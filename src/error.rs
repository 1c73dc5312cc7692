//! Error types for Inbox Triage.

use std::time::Duration;

/// Top-level error type for a triage session.
#[derive(Debug, thiserror::Error)]
pub enum Error {
    #[error("Configuration error: {0}")]
    Config(#[from] ConfigError),

    #[error("Database error: {0}")]
    Database(#[from] DatabaseError),

    #[error("Inbox error: {0}")]
    Inbox(#[from] InboxError),

    #[error("LLM error: {0}")]
    Llm(#[from] LlmError),

    #[error("Voice error: {0}")]
    Voice(#[from] VoiceError),

    #[error("Session error: {0}")]
    Session(#[from] SessionError),
}

/// Configuration-related errors.
#[derive(Debug, thiserror::Error)]
pub enum ConfigError {
    #[error("Missing required environment variable: {0}")]
    MissingEnvVar(String),

    #[error("Invalid configuration value for {key}: {message}")]
    InvalidValue { key: String, message: String },

    #[error("IO error: {0}")]
    Io(#[from] std::io::Error),
}

/// Database-related errors.
#[derive(Debug, thiserror::Error)]
pub enum DatabaseError {
    #[error("Connection pool error: {0}")]
    Pool(String),

    #[error("Query failed: {0}")]
    Query(String),

    #[error("Entity not found: {entity} with id {id}")]
    NotFound { entity: String, id: String },

    #[error("Migration failed: {0}")]
    Migration(String),

    #[error("Serialization error: {0}")]
    Serialization(String),
}

/// Mailbox provider errors.
///
/// Authentication and credential problems are fatal: no decision can be
/// made without the mailbox. Everything else is transient.
#[derive(Debug, thiserror::Error)]
pub enum InboxError {
    #[error("Authentication failed for {account}: {reason}")]
    AuthFailed { account: String, reason: String },

    #[error("Invalid credentials: {0}")]
    InvalidCredentials(String),

    #[error("Connection to {host} failed: {reason}")]
    Connection { host: String, reason: String },

    #[error("Protocol error: {0}")]
    Protocol(String),

    #[error("Failed to apply {disposition} to message {message_id}: {reason}")]
    Apply {
        message_id: String,
        disposition: String,
        reason: String,
    },

    #[error("IO error: {0}")]
    Io(#[from] std::io::Error),
}

impl InboxError {
    /// Whether this error must terminate the session.
    pub fn is_fatal(&self) -> bool {
        matches!(self, Self::AuthFailed { .. } | Self::InvalidCredentials(_))
    }
}

/// LLM provider errors.
#[derive(Debug, thiserror::Error)]
pub enum LlmError {
    #[error("Provider {provider} request failed: {reason}")]
    RequestFailed { provider: String, reason: String },

    #[error("Provider {provider} rate limited, retry after {retry_after:?}")]
    RateLimited {
        provider: String,
        retry_after: Option<Duration>,
    },

    #[error("Invalid response from {provider}: {reason}")]
    InvalidResponse { provider: String, reason: String },

    #[error("Authentication failed for provider {provider}")]
    AuthFailed { provider: String },

    #[error("JSON error: {0}")]
    Json(#[from] serde_json::Error),
}

/// Speech synthesis and playback errors. Never fatal to a session.
#[derive(Debug, thiserror::Error)]
pub enum VoiceError {
    #[error("Synthesis failed on {backend}: {reason}")]
    Synthesis { backend: String, reason: String },

    #[error("Audio player failed: {0}")]
    Playback(String),

    #[error("IO error: {0}")]
    Io(#[from] std::io::Error),
}

/// Errors raised by the interactive session itself.
#[derive(Debug, thiserror::Error)]
pub enum SessionError {
    /// The operator pressed Ctrl+C.
    #[error("Session interrupted by operator")]
    Interrupted,

    #[error("Keyboard input closed")]
    InputClosed,

    #[error("Terminal error: {0}")]
    Terminal(String),

    /// A decision could not be written durably. Always aborts the session.
    #[error("Decision for message {message_id} was not persisted: {source}")]
    DecisionNotPersisted {
        message_id: String,
        #[source]
        source: DatabaseError,
    },

    /// An opt-out request could not be recorded durably.
    #[error("Opt-out request for {sender} was not persisted: {source}")]
    OptOutNotPersisted {
        sender: String,
        #[source]
        source: DatabaseError,
    },

    #[error("Message {0} was resolved twice in one batch")]
    AlreadyDecided(String),

    #[error("Batch finished with {0} undecided message(s)")]
    IncompleteBatch(usize),
}

/// Result type alias for the crate.
pub type Result<T> = std::result::Result<T, Error>;

#[cfg(test)]
mod tests {
    use super::*;

    #[test]
    fn auth_failures_are_fatal() {
        let err = InboxError::AuthFailed {
            account: "me@example.com".into(),
            reason: "bad password".into(),
        };
        assert!(err.is_fatal());
        assert!(InboxError::InvalidCredentials("empty".into()).is_fatal());
    }

    #[test]
    fn apply_failures_are_transient() {
        let err = InboxError::Apply {
            message_id: "42".into(),
            disposition: "trash".into(),
            reason: "NO [TRYCREATE]".into(),
        };
        assert!(!err.is_fatal());
        assert!(
            !InboxError::Connection {
                host: "imap.example.com".into(),
                reason: "timeout".into(),
            }
            .is_fatal()
        );
    }

    #[test]
    fn decision_error_keeps_source() {
        let err = SessionError::DecisionNotPersisted {
            message_id: "7".into(),
            source: DatabaseError::Query("disk full".into()),
        };
        let msg = err.to_string();
        assert!(msg.contains("7"));
        assert!(msg.contains("disk full"));
    }
}
//! Shared types for the triage pipeline.

use std::fmt;

use async_trait::async_trait;
use chrono::{DateTime, Utc};
use serde::{Deserialize, Serialize};

use crate::error::{InboxError, LlmError, SessionError};

// ── Message ─────────────────────────────────────────────────────────

/// A fetched email as the session sees it.
///
/// Providers convert their native format into this struct. The
/// disposition starts unset and is written only when the message is
/// resolved, either by auto-apply or by the decision loop.
#[derive(Debug, Clone, Serialize, Deserialize)]
pub struct Message {
    /// Provider-assigned id, unique within the mailbox.
    pub id: String,
    /// Sender email address as it appeared in the From header.
    pub sender: String,
    /// Human-readable sender name (if available).
    pub sender_name: Option<String>,
    pub subject: String,
    /// Body excerpt used for classification and narration.
    pub snippet: String,
    /// Conversation grouping key.
    pub thread_id: String,
    pub received_at: DateTime<Utc>,
    /// The message carries a List-Unsubscribe header.
    #[serde(default)]
    pub has_unsubscribe: bool,
    #[serde(default)]
    pub disposition: Option<Disposition>,
}

impl Message {
    /// Normalized sender address, used as the key for opt-outs and
    /// bulk matching.
    pub fn sender_key(&self) -> String {
        normalize_address(&self.sender)
    }

    /// Domain part of the normalized sender address.
    pub fn sender_domain(&self) -> Option<String> {
        let key = self.sender_key();
        key.rsplit_once('@').map(|(_, domain)| domain.to_string())
    }

    /// Display name if present, otherwise the address.
    pub fn display_sender(&self) -> &str {
        self.sender_name
            .as_deref()
            .filter(|n| !n.trim().is_empty())
            .unwrap_or(&self.sender)
    }
}

/// Normalize an email address: extract `addr` from `Name <addr>`,
/// trim, lowercase.
pub fn normalize_address(raw: &str) -> String {
    let trimmed = raw.trim();
    let inner = match (trimmed.rfind('<'), trimmed.rfind('>')) {
        (Some(start), Some(end)) if end > start => &trimmed[start + 1..end],
        _ => trimmed,
    };
    inner.trim().to_lowercase()
}

// ── Labels & dispositions ───────────────────────────────────────────

/// Classifier output label.
#[derive(Debug, Clone, Copy, PartialEq, Eq, PartialOrd, Ord, Hash, Serialize, Deserialize)]
#[serde(rename_all = "snake_case")]
pub enum Label {
    Trash,
    Revisit,
    Action,
}

impl Label {
    pub fn as_str(&self) -> &'static str {
        match self {
            Self::Trash => "trash",
            Self::Revisit => "revisit",
            Self::Action => "action",
        }
    }

    /// Parse a label, accepting the common synonyms models produce.
    pub fn parse(s: &str) -> Option<Self> {
        match s.trim().to_lowercase().as_str() {
            "trash" | "delete" | "archive" => Some(Self::Trash),
            "revisit" | "later" => Some(Self::Revisit),
            "action" | "action_needed" | "action-needed" => Some(Self::Action),
            _ => None,
        }
    }
}

impl fmt::Display for Label {
    fn fmt(&self, f: &mut fmt::Formatter<'_>) -> fmt::Result {
        f.write_str(self.as_str())
    }
}

/// Final outcome for a message.
#[derive(Debug, Clone, Copy, PartialEq, Eq, PartialOrd, Ord, Hash, Serialize, Deserialize)]
#[serde(rename_all = "snake_case")]
pub enum Disposition {
    Trash,
    Revisit,
    Action,
    OptOut,
    /// Opt-out escalated for a repeat offender.
    Spam,
}

impl Disposition {
    pub const ALL: [Disposition; 5] = [
        Self::Trash,
        Self::Revisit,
        Self::Action,
        Self::OptOut,
        Self::Spam,
    ];

    pub fn as_str(&self) -> &'static str {
        match self {
            Self::Trash => "trash",
            Self::Revisit => "revisit",
            Self::Action => "action",
            Self::OptOut => "opt_out",
            Self::Spam => "spam",
        }
    }

    pub fn parse(s: &str) -> Option<Self> {
        match s {
            "trash" => Some(Self::Trash),
            "revisit" => Some(Self::Revisit),
            "action" => Some(Self::Action),
            "opt_out" => Some(Self::OptOut),
            "spam" => Some(Self::Spam),
            _ => None,
        }
    }

    /// Phrase used when speaking or printing a suggestion.
    pub fn verb(&self) -> &'static str {
        match self {
            Self::Trash => "trash it",
            Self::Revisit => "mark it to revisit",
            Self::Action => "mark it as needing action",
            Self::OptOut => "opt out",
            Self::Spam => "report it as spam",
        }
    }
}

impl From<Label> for Disposition {
    fn from(label: Label) -> Self {
        match label {
            Label::Trash => Self::Trash,
            Label::Revisit => Self::Revisit,
            Label::Action => Self::Action,
        }
    }
}

impl fmt::Display for Disposition {
    fn fmt(&self, f: &mut fmt::Formatter<'_>) -> fmt::Result {
        f.write_str(self.as_str())
    }
}

// ── Classification ──────────────────────────────────────────────────

/// One classifier verdict for one message.
#[derive(Debug, Clone, PartialEq, Serialize, Deserialize)]
pub struct Classification {
    pub message_id: String,
    pub label: Label,
    /// In `[0, 1]`.
    pub confidence: f32,
    pub rationale: String,
}

impl Classification {
    pub fn new(
        message_id: impl Into<String>,
        label: Label,
        confidence: f32,
        rationale: impl Into<String>,
    ) -> Self {
        Self {
            message_id: message_id.into(),
            label,
            confidence: confidence.clamp(0.0, 1.0),
            rationale: rationale.into(),
        }
    }

    /// Placeholder used when the classifier failed for a message.
    /// Never auto-applied.
    pub fn unclassified(message_id: impl Into<String>, reason: &str) -> Self {
        Self {
            message_id: message_id.into(),
            label: Label::Revisit,
            confidence: 0.0,
            rationale: format!("Unclassified: {reason}"),
        }
    }
}

// ── Decision ────────────────────────────────────────────────────────

/// Who produced a decision.
#[derive(Debug, Clone, Copy, PartialEq, Eq, PartialOrd, Ord, Hash, Serialize, Deserialize)]
#[serde(rename_all = "snake_case")]
pub enum DecisionSource {
    Auto,
    Manual,
    Bulk,
}

impl DecisionSource {
    pub fn as_str(&self) -> &'static str {
        match self {
            Self::Auto => "auto",
            Self::Manual => "manual",
            Self::Bulk => "bulk",
        }
    }

    pub fn parse(s: &str) -> Option<Self> {
        match s {
            "auto" => Some(Self::Auto),
            "manual" => Some(Self::Manual),
            "bulk" => Some(Self::Bulk),
            _ => None,
        }
    }
}

/// The terminal record for a message in a session.
#[derive(Debug, Clone, PartialEq, Serialize, Deserialize)]
pub struct Decision {
    pub message_id: String,
    pub disposition: Disposition,
    pub source: DecisionSource,
    pub decided_at: DateTime<Utc>,
}

// ── Batch context ───────────────────────────────────────────────────

/// The messages and classifications of one session batch, in fetch order.
#[derive(Debug, Default)]
pub struct BatchContext {
    messages: Vec<Message>,
    classifications: Vec<Classification>,
    decisions: Vec<Decision>,
    /// Indices proposed for auto-apply.
    auto_candidates: Vec<usize>,
}

impl BatchContext {
    /// Build a batch. `classifications[i]` belongs to `messages[i]`.
    pub fn new(messages: Vec<Message>, classifications: Vec<Classification>) -> Self {
        debug_assert_eq!(messages.len(), classifications.len());
        Self {
            messages,
            classifications,
            decisions: Vec::new(),
            auto_candidates: Vec::new(),
        }
    }

    pub fn len(&self) -> usize {
        self.messages.len()
    }

    pub fn is_empty(&self) -> bool {
        self.messages.is_empty()
    }

    pub fn messages(&self) -> &[Message] {
        &self.messages
    }

    pub fn message(&self, index: usize) -> &Message {
        &self.messages[index]
    }

    pub fn classification(&self, index: usize) -> &Classification {
        &self.classifications[index]
    }

    pub fn index_of(&self, message_id: &str) -> Option<usize> {
        self.messages.iter().position(|m| m.id == message_id)
    }

    pub fn is_decided(&self, index: usize) -> bool {
        self.messages[index].disposition.is_some()
    }

    pub fn decisions(&self) -> &[Decision] {
        &self.decisions
    }

    pub fn auto_candidates(&self) -> &[usize] {
        &self.auto_candidates
    }

    pub(crate) fn set_auto_candidates(&mut self, candidates: Vec<usize>) {
        self.auto_candidates = candidates;
    }

    pub(crate) fn take_auto_candidates(&mut self) -> Vec<usize> {
        std::mem::take(&mut self.auto_candidates)
    }

    /// Undecided message indices in fetch order.
    pub fn undecided(&self) -> Vec<usize> {
        (0..self.messages.len())
            .filter(|&i| !self.is_decided(i))
            .collect()
    }

    /// Whether every message has a decision.
    pub fn is_complete(&self) -> bool {
        self.messages.iter().all(|m| m.disposition.is_some())
    }

    /// Record the decision for a message. A message is resolved at most once.
    pub fn resolve(
        &mut self,
        index: usize,
        disposition: Disposition,
        source: DecisionSource,
        now: DateTime<Utc>,
    ) -> Result<&Decision, SessionError> {
        let message = &mut self.messages[index];
        if message.disposition.is_some() {
            return Err(SessionError::AlreadyDecided(message.id.clone()));
        }
        message.disposition = Some(disposition);
        self.decisions.push(Decision {
            message_id: message.id.clone(),
            disposition,
            source,
            decided_at: now,
        });
        Ok(&self.decisions[self.decisions.len() - 1])
    }
}

// ── Collaborator traits ─────────────────────────────────────────────

/// Mailbox access. Pure I/O, no triage logic.
#[async_trait]
pub trait InboxProvider: Send + Sync {
    /// Provider name for logging (e.g. "imap").
    fn name(&self) -> &str;

    /// Fetch up to `limit` messages in inbox order, excluding any that
    /// already carry a terminal triage label from an earlier session.
    async fn fetch_unprocessed(&self, limit: usize) -> Result<Vec<Message>, InboxError>;

    /// Carry out a disposition on the mailbox.
    async fn apply_disposition(
        &self,
        message: &Message,
        disposition: Disposition,
    ) -> Result<(), InboxError>;
}

/// Message classifier. Failures are recovered by the caller.
#[async_trait]
pub trait Classifier: Send + Sync {
    fn name(&self) -> &str;

    async fn classify(&self, message: &Message) -> Result<Classification, LlmError>;
}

§ Work request
The line with "pub enum InboxError" is the last to include; transcribe exactly every line from the top of the material above down to it.

§ Task solution
filename src/error.rs
repository 1c73dc5312cc7692
//! Error types for Inbox Triage.

use std::time::Duration;

/// Top-level error type for a triage session.
#[derive(Debug, thiserror::Error)]
pub enum Error {
    #[error("Configuration error: {0}")]
    Config(#[from] ConfigError),

    #[error("Database error: {0}")]
    Database(#[from] DatabaseError),

    #[error("Inbox error: {0}")]
    Inbox(#[from] InboxError),

    #[error("LLM error: {0}")]
    Llm(#[from] LlmError),

    #[error("Voice error: {0}")]
    Voice(#[from] VoiceError),

    #[error("Session error: {0}")]
    Session(#[from] SessionError),
}

/// Configuration-related errors.
#[derive(Debug, thiserror::Error)]
pub enum ConfigError {
    #[error("Missing required environment variable: {0}")]
    MissingEnvVar(String),

    #[error("Invalid configuration value for {key}: {message}")]
    InvalidValue { key: String, message: String },

    #[error("IO error: {0}")]
    Io(#[from] std::io::Error),
}

/// Database-related errors.
#[derive(Debug, thiserror::Error)]
pub enum DatabaseError {
    #[error("Connection pool error: {0}")]
    Pool(String),

    #[error("Query failed: {0}")]
    Query(String),

    #[error("Entity not found: {entity} with id {id}")]
    NotFound { entity: String, id: String },

    #[error("Migration failed: {0}")]
    Migration(String),

    #[error("Serialization error: {0}")]
    Serialization(String),
}

/// Mailbox provider errors.
///
/// Authentication and credential problems are fatal: no decision can be
/// made without the mailbox. Everything else is transient.
#[derive(Debug, thiserror::Error)]
pub enum InboxError {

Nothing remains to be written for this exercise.